Amnesty's a Year Away, and Always Will Be

By Mark Krikorian on August 14, 2009

In between Quebecois meals bathed in gravy, or meat pies, or meat pies bathed in gravy, I missed something from a story this week on Obama's latest signal that amnesty's not happening any time soon:

But immigrant advocacy groups have been keeping up the pressure to hold Mr. Obama to his promise to Hispanic voters – that he'd make immigration reform a top priority during his first year in office.

"If we don't see a vote in Congress sooner than later, we will see a large Latino community not showing up at polls in midterm elections…. That is something the Democratic Party needs to measure," says Francisco Lopez, executive director of CAUSA, the largest Hispanic advocacy group in the Pacific Northwest.

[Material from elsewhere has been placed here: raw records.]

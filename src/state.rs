//! Application state: the load-once catalog, the upstream fetcher, and the
//! single-slot persisted user state.
//!
//! This module owns:
//!   - the `Catalog` (read-only after construction)
//!   - the optional `Fetcher` (absent only if the HTTP client cannot build)
//!   - the user slot behind an async RwLock, mirrored to one JSON file
//!
//! The slot is overwritten wholesale on every save. `save_filters` is the one
//! partial update and it spreads the prior state explicitly.

use std::path::Path;

use tokio::sync::RwLock;
use tracing::{error, info, instrument, warn};

use crate::catalog::Catalog;
use crate::config::AppConfig;
use crate::domain::{DifficultyFilter, UserState};
use crate::fetcher::Fetcher;

pub struct AppState {
    pub catalog: Catalog,
    pub config: AppConfig,
    pub fetcher: Option<Fetcher>,
    user: RwLock<Option<UserState>>,
}

impl AppState {
    /// Build state from config: load the catalog once, restore the persisted
    /// user slot if present, construct the upstream client.
    #[instrument(level = "info", skip_all)]
    pub fn new(config: AppConfig) -> Self {
        let catalog = Catalog::load(&config.catalog_path);
        info!(target: "leetbuddy_backend", problems = catalog.len(), "Catalog loaded");

        let user = load_user_state(&config.user_state_path);
        if let Some(u) = &user {
            info!(target: "leetbuddy_backend", username = %u.username, solved = u.recent_solved.len(), "Restored cached user state");
        }

        let fetcher = Fetcher::new(&config);
        if fetcher.is_none() {
            error!(target: "leetbuddy_backend", "HTTP client construction failed; fetches will be unavailable");
        }

        Self {
            catalog,
            config,
            fetcher,
            user: RwLock::new(user),
        }
    }

    /// Snapshot of the current user slot.
    pub async fn user(&self) -> Option<UserState> {
        self.user.read().await.clone()
    }

    /// Replace the slot and rewrite the file wholesale.
    #[instrument(level = "debug", skip(self, state), fields(username = %state.username))]
    pub async fn save_user(&self, state: UserState) {
        persist_user_state(&self.config.user_state_path, &state);
        *self.user.write().await = Some(state);
    }

    /// Store a new filter selection, spreading the prior state so the
    /// username and solved list survive. No-op when the slot is empty.
    #[instrument(level = "debug", skip(self, topics))]
    pub async fn save_filters(&self, topics: Vec<String>, difficulty: DifficultyFilter) {
        let mut slot = self.user.write().await;
        let Some(prev) = slot.as_ref() else {
            return;
        };
        let next = UserState {
            selected_topics: Some(topics),
            selected_difficulty: Some(difficulty),
            ..prev.clone()
        };
        persist_user_state(&self.config.user_state_path, &next);
        *slot = Some(next);
    }
}

/// Read the persisted slot. Missing or corrupt file means starting empty.
fn load_user_state(path: &str) -> Option<UserState> {
    let text = std::fs::read_to_string(path).ok()?;
    match serde_json::from_str::<UserState>(&text) {
        Ok(state) => Some(state),
        Err(e) => {
            warn!(target: "leetbuddy_backend", %path, error = %e, "Persisted user state unreadable; starting empty");
            None
        }
    }
}

/// Rewrite the slot file wholesale. Failure is logged and non-fatal: the
/// in-memory slot still updates, only cross-session restore is lost.
fn persist_user_state(path: &str, state: &UserState) {
    if let Some(parent) = Path::new(path).parent() {
        if !parent.as_os_str().is_empty() {
            if let Err(e) = std::fs::create_dir_all(parent) {
                error!(target: "leetbuddy_backend", %path, error = %e, "Could not create state directory");
                return;
            }
        }
    }
    match serde_json::to_string_pretty(state) {
        Ok(json) => {
            if let Err(e) = std::fs::write(path, json) {
                error!(target: "leetbuddy_backend", %path, error = %e, "Could not write user state");
            }
        }
        Err(e) => {
            error!(target: "leetbuddy_backend", %path, error = %e, "Could not serialize user state");
        }
    }
}

#[cfg(test)]
mod tests {
    use super::*;
    use crate::domain::SolvedEntry;

    fn temp_config(tag: &str) -> AppConfig {
        let dir = std::env::temp_dir().join(format!("leetbuddy-state-{}-{}", tag, std::process::id()));
        AppConfig {
            catalog_path: dir.join("missing_catalog.json").to_string_lossy().into_owned(),
            user_state_path: dir.join("user_state.json").to_string_lossy().into_owned(),
            ..AppConfig::default()
        }
    }

    fn sample_state() -> UserState {
        UserState {
            username: "alice".into(),
            recent_solved: vec![
                SolvedEntry { title: "Two Sum".into(), slug: "two-sum".into(), timestamp: 1_700_000_100 },
                SolvedEntry { title: "LRU Cache".into(), slug: "lru-cache".into(), timestamp: 1_700_000_000 },
            ],
            selected_topics: None,
            selected_difficulty: None,
        }
    }

    #[tokio::test]
    async fn user_state_round_trips_across_sessions() {
        let config = temp_config("roundtrip");
        let state = AppState::new(config.clone());
        assert!(state.user().await.is_none());

        state.save_user(sample_state()).await;

        // A second session restores the same view: same name, slugs, order.
        let reloaded = AppState::new(config);
        let user = reloaded.user().await.expect("slot restored");
        assert_eq!(user.username, "alice");
        let slugs: Vec<&str> = user.recent_solved.iter().map(|e| e.slug.as_str()).collect();
        assert_eq!(slugs, vec!["two-sum", "lru-cache"]);
    }

    #[tokio::test]
    async fn save_filters_spreads_prior_state() {
        let config = temp_config("filters");
        let state = AppState::new(config);
        state.save_user(sample_state()).await;

        state
            .save_filters(vec!["Graph".into()], DifficultyFilter::Hard)
            .await;

        let user = state.user().await.expect("slot");
        assert_eq!(user.username, "alice");
        assert_eq!(user.recent_solved.len(), 2);
        assert_eq!(user.selected_topics.as_deref(), Some(&["Graph".to_string()][..]));
        assert_eq!(user.selected_difficulty, Some(DifficultyFilter::Hard));
    }

    #[tokio::test]
    async fn save_filters_without_a_user_is_a_noop() {
        let config = temp_config("noop");
        let state = AppState::new(config);
        state.save_filters(vec![], DifficultyFilter::All).await;
        assert!(state.user().await.is_none());
    }
}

In other words, at least some Hispanic pressure groups are playing a long game by outlining ahead of time the story line that the shellacking Democrats are likely to face — first this November in N.J. and Va. and then next November nationwide — is due to the party's insufficient attention to Hispanic demands. In fact, many of the Hispanic groups already believe they're responsible for Obama's election in the first place, despite the fact that he would have won even if not a single Hispanic had voted.

These prospective claims of the magical power of the Hispanic vote would be hilarious, given what we're seeing at the town halls and in the polling favoring McDonnell and Christie, except that many pols and analysts really believe in its magical power, regardless of facts. In any case, be warned of news headlines over the next year and a half blaming Democrat losses on insufficiently energetic pursuit of amnesty.